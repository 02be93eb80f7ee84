//! Log file setup
//!
//! Logs go to a file so they never interleave with the prompt on stdout.

use std::path::Path;

use tracing_appender::non_blocking::WorkerGuard;
use tracing_subscriber::{EnvFilter, fmt, prelude::*};

/// Environment variable holding the log filter directive
pub const LOG_ENV: &str = "PLUGUP_LOG";

/// Filter used when `PLUGUP_LOG` is unset or invalid
pub const DEFAULT_FILTER: &str = "plugup=info";

/// Build the filter from `directive`, falling back to [`DEFAULT_FILTER`]
pub fn env_filter(directive: Option<&str>) -> EnvFilter {
    directive
        .and_then(|d| EnvFilter::try_new(d).ok())
        .unwrap_or_else(|| EnvFilter::new(DEFAULT_FILTER))
}

/// Install a subscriber appending to `log_file`
///
/// The returned guard flushes buffered lines when dropped; keep it alive for
/// the duration of the program.
pub fn init(log_file: &Path) -> std::io::Result<WorkerGuard> {
    let dir = log_file.parent().unwrap_or_else(|| Path::new("."));
    std::fs::create_dir_all(dir)?;

    let file_name = log_file
        .file_name()
        .map(|n| n.to_os_string())
        .unwrap_or_else(|| "plugup.log".into());
    let file_appender = tracing_appender::rolling::never(dir, file_name);
    let (non_blocking, guard) = tracing_appender::non_blocking(file_appender);

    let directive = std::env::var(LOG_ENV).ok();
    let fmt_layer = fmt::layer()
        .with_writer(non_blocking)
        .with_ansi(false)
        .with_target(true);

    // a subscriber may already be installed (tests, embedding)
    let _ = tracing_subscriber::registry()
        .with(env_filter(directive.as_deref()))
        .with(fmt_layer)
        .try_init();

    Ok(guard)
}
use std::path::PathBuf;
use std::process::ExitCode;
use std::sync::Arc;

use anyhow::Context;
use clap::{Args, Parser, Subcommand};
use tracing::{error, info};

use plugup::config::{Config, config_path, executable_suffix, log_path};
use plugup::inventory::manifest::HostLayout;
use plugup::inventory::resolver::PluginPattern;
use plugup::upgrade::installer::PackageManagerInstaller;
use plugup::upgrade::prompt::{AssumeYes, Confirmer, TerminalConfirmer};
use plugup::upgrade::suggestion::HttpSuggestionClient;
use plugup::upgrade::workflow::{Outcome, UpgradeCheck, UpgradeWorkflow};

#[derive(Parser)]
#[command(name = "plugup")]
#[command(version, about = "Upgrade installed plugins to versions suggested for this host")]
struct Cli {
    #[command(flatten)]
    overrides: Overrides,

    #[command(subcommand)]
    command: Option<Command>,
}

#[derive(Args)]
struct Overrides {
    /// Configuration file
    #[arg(long, global = true)]
    config: Option<PathBuf>,

    /// Host data directory containing package.json and node_modules
    #[arg(long, global = true)]
    root: Option<PathBuf>,

    /// Manifest shipped with the host application
    #[arg(long, global = true)]
    bundled_manifest: Option<PathBuf>,

    /// Host version sent to the suggestion service
    #[arg(long, global = true)]
    host_version: Option<String>,

    /// Suggestion service endpoint
    #[arg(long, global = true)]
    suggestion_url: Option<String>,
}

#[derive(Subcommand)]
enum Command {
    /// Check for upgrades and apply them after confirmation (default)
    Upgrade {
        /// Apply the plan without asking
        #[arg(short, long)]
        yes: bool,
    },
    /// Show available upgrades without installing anything
    Check,
    /// List extraneous plugins and their installed versions
    List,
}

impl Overrides {
    fn apply(self, mut config: Config) -> Config {
        if let Some(root) = self.root {
            config.root = Some(root);
        }
        if let Some(bundled_manifest) = self.bundled_manifest {
            config.bundled_manifest = Some(bundled_manifest);
        }
        if let Some(host_version) = self.host_version {
            config.host_version = Some(host_version);
        }
        if let Some(suggestion_url) = self.suggestion_url {
            config.suggestion_url = suggestion_url;
        }
        config
    }
}

fn main() -> ExitCode {
    // --help and --version exit here, before any file is created
    let cli = Cli::parse();

    let _guard = match plugup::logging::init(&log_path()) {
        Ok(guard) => Some(guard),
        Err(e) => {
            eprintln!("warning: logging disabled: {}", e);
            None
        }
    };

    let result = tokio::runtime::Builder::new_multi_thread()
        .enable_all()
        .build()
        .context("failed to start runtime")
        .and_then(|runtime| runtime.block_on(run(cli)));

    match result {
        Ok(()) => ExitCode::SUCCESS,
        Err(e) => {
            error!("{:#}", e);
            eprintln!("error: {:#}", e);
            ExitCode::FAILURE
        }
    }
}

async fn run(cli: Cli) -> anyhow::Result<()> {
    let path = cli.overrides.config.clone().unwrap_or_else(config_path);
    let config = cli.overrides.apply(Config::load(&path)?);
    info!("Using host root {}", config.root_dir().display());

    let check = build_check(&config)?;

    match cli.command.unwrap_or(Command::Upgrade { yes: false }) {
        Command::List => {
            let installed = check.installed().await?;
            let mut names: Vec<_> = installed.keys().collect();
            names.sort();
            for name in names {
                println!("{}@{}", name, installed[name]);
            }
        }
        Command::Check => {
            let plan = check.plan().await?;
            if plan.is_empty() {
                println!("All plugins are up to date.");
            } else {
                print!("{}", plugup::upgrade::prompt::render_plan(&plan));
            }
        }
        Command::Upgrade { yes } => {
            let confirmer: Arc<dyn Confirmer> = if yes {
                Arc::new(AssumeYes)
            } else {
                Arc::new(TerminalConfirmer::stdio())
            };
            let installer = PackageManagerInstaller::new(
                config.package_manager.clone(),
                executable_suffix(),
                config.root_dir(),
            );

            let workflow = UpgradeWorkflow::new(check, confirmer, Arc::new(installer));
            match workflow.run().await? {
                Outcome::UpToDate => println!("All plugins are up to date."),
                Outcome::Skipped(_) => println!("Upgrade skipped."),
                Outcome::Upgraded(plan) => println!("Upgraded {} plugin(s).", plan.len()),
            }
        }
    }

    Ok(())
}

fn build_check(config: &Config) -> anyhow::Result<UpgradeCheck> {
    let layout = HostLayout::new(config.root_dir(), config.bundled_manifest_path());
    let pattern = PluginPattern::new(&config.plugin_pattern)?;
    let client = HttpSuggestionClient::new(&config.suggestion_url)?;

    let check = UpgradeCheck::new(layout, pattern, config.read_limit(), Arc::new(client));
    Ok(match &config.host_version {
        Some(version) => check.with_host_version(version.clone()),
        None => check,
    })
}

# # # # # # #

● **What needs to be done**: Using the records above, select and copy every line that has the word "date".

● **Finished exercise**:
                println!("All plugins are up to date.");
                Outcome::UpToDate => println!("All plugins are up to date."),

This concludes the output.